That's amazing. You distrust scientists because you have a your own political agenda and therefore those who disagree with you must be political?
Well I guess we can throw global warming science out, science about every pandemic, and basically all science based around economics and society. We should tell these scientists that they are all biased, political and therefore need to find other jobs.
Reactive verses preventative (Score:3)
From my point of view, it seems its becoming clear that HCQ doesn't help much if at all with patients who are already ill and admitted to the hospital. Its good to see studies that are now also starting to follow the patients post-release from the hospital to see what the lingering issues, if any, are. One interesting thing I've seen lately is a possible correlation between losing the sense of taste and smell, at least temporarily, after recovery.
That being said, I went to the study website for a quick perusal but didn't find much in the way of the results - probably have to dig deeper. What I'm still interested in is if HCQ or any of the other drugs they used for the trial are effective as preventative care. Getting a flu vaccine when you are currently sick with the flu isn't going to help much with getting better.

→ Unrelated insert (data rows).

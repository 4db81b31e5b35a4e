//! Failure-tolerant fragment id lookup.
//!
//! Candidate ids coming back from the vector store do not always match the
//! ids the index was built with verbatim (whitespace, prefixes, renumbered
//! exports). [`IdResolver`] tries a fixed list of strategies in order and
//! stops at the first hit.

use std::collections::{HashMap, HashSet};

/// Prefixes removed by [`MatchStrategy::PrefixStripped`].
const STRIPPED_PREFIXES: &[&str] = &["doc_", "chunk_"];

/// Which strategy resolved an id.
#[derive(Debug, Clone, Copy, PartialEq, Eq)]
pub enum MatchStrategy {
    /// Verbatim key.
    Exact,
    /// Remapping table filled at build time.
    Alias,
    /// Key equals the trimmed id.
    Trimmed,
    /// One of key and id contains the other.
    Substring,
    /// Keys agree after removing a known prefix.
    PrefixStripped,
    /// Keys share their last run of digits.
    NumericSuffix,
}

/// Maps loosely-formed ids onto index keys.
#[derive(Debug, Clone, Default)]
pub struct IdResolver {
    keys: Vec<String>,
    known: HashSet<String>,
    aliases: HashMap<String, String>,
    stripped: HashMap<String, String>,
    suffixes: HashMap<String, String>,
}

impl IdResolver {
    /// Create an empty resolver.
    pub fn new() -> Self {
        Self::default()
    }

    /// Register an index key. Earlier keys win every ambiguous match.
    pub fn insert(&mut self, key: &str) {
        if key.is_empty() || !self.known.insert(key.to_string()) {
            return;
        }
        self.keys.push(key.to_string());

        self.stripped
            .entry(strip_prefix(key).to_string())
            .or_insert_with(|| key.to_string());
        if let Some(digits) = last_digit_run(key) {
            self.suffixes
                .entry(digits.to_string())
                .or_insert_with(|| key.to_string());
        }

        let lowered = key.to_lowercase();
        if lowered != key {
            self.alias(&lowered, key);
        }
    }

    /// Map `from` onto the registered key `to`. Ignored when `to` is unknown
    /// or `from` already resolves.
    pub fn alias(&mut self, from: &str, to: &str) {
        if from.is_empty() || !self.known.contains(to) || self.known.contains(from) {
            return;
        }
        self.aliases
            .entry(from.to_string())
            .or_insert_with(|| to.to_string());
    }

    /// Number of registered keys.
    pub fn len(&self) -> usize {
        self.keys.len()
    }

    /// Whether no key is registered.
    pub fn is_empty(&self) -> bool {
        self.keys.is_empty()
    }

    /// Resolve an id to a registered key.
    pub fn resolve(&self, id: &str) -> Option<(&str, MatchStrategy)> {
        if let Some(key) = self.known.get(id) {
            return Some((key.as_str(), MatchStrategy::Exact));
        }

        let trimmed = id.trim();
        if trimmed.is_empty() {
            return None;
        }

        if let Some(key) = self
            .aliases
            .get(trimmed)
            .or_else(|| self.aliases.get(&trimmed.to_lowercase()))
        {
            return Some((key.as_str(), MatchStrategy::Alias));
        }

        if let Some(key) = self.known.get(trimmed) {
            return Some((key.as_str(), MatchStrategy::Trimmed));
        }

        if let Some(key) = self
            .keys
            .iter()
            .find(|key| key.contains(trimmed) || trimmed.contains(key.as_str()))
        {
            return Some((key.as_str(), MatchStrategy::Substring));
        }

        if let Some(key) = self.stripped.get(strip_prefix(trimmed)) {
            return Some((key.as_str(), MatchStrategy::PrefixStripped));
        }

        last_digit_run(trimmed)
            .and_then(|digits| self.suffixes.get(digits))
            .map(|key| (key.as_str(), MatchStrategy::NumericSuffix))
    }
}

fn strip_prefix(id: &str) -> &str {
    STRIPPED_PREFIXES
        .iter()
        .find_map(|prefix| id.strip_prefix(prefix))
        .unwrap_or(id)
}

/// The last maximal run of ASCII digits in `id`.
fn last_digit_run(id: &str) -> Option<&str> {
    let end = id.rfind(|c: char| c.is_ascii_digit())? + 1;
    let start = id[..end]
        .char_indices()
        .rev()
        .find(|(_, c)| !c.is_ascii_digit())
        .map_or(0, |(i, c)| i + c.len_utf8());
    Some(&id[start..end])
}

Same with measles and chicken pox and other things we have vaccines for. Same with poor diet or lifestyle choices. Once you are sick, you are now in a reactive mode, not preventative mode.
Look at the ventilator thing. Its a known fact that the vast majority of patents who have to be put on a ventilator will never come off of the vent. I've read various sources that say that 95% or more of patents on ventilators die before becoming well enough to be taken off them. So the focus should be to prevent patients from getting to the point of needing a vent, not to make millions and millions of vents that in 95% of the cases, doesn't save the life of the patient. With this and other ongoing studies, I think we are starting to see what works or doesn't work when you are already at the point of being in the hospital.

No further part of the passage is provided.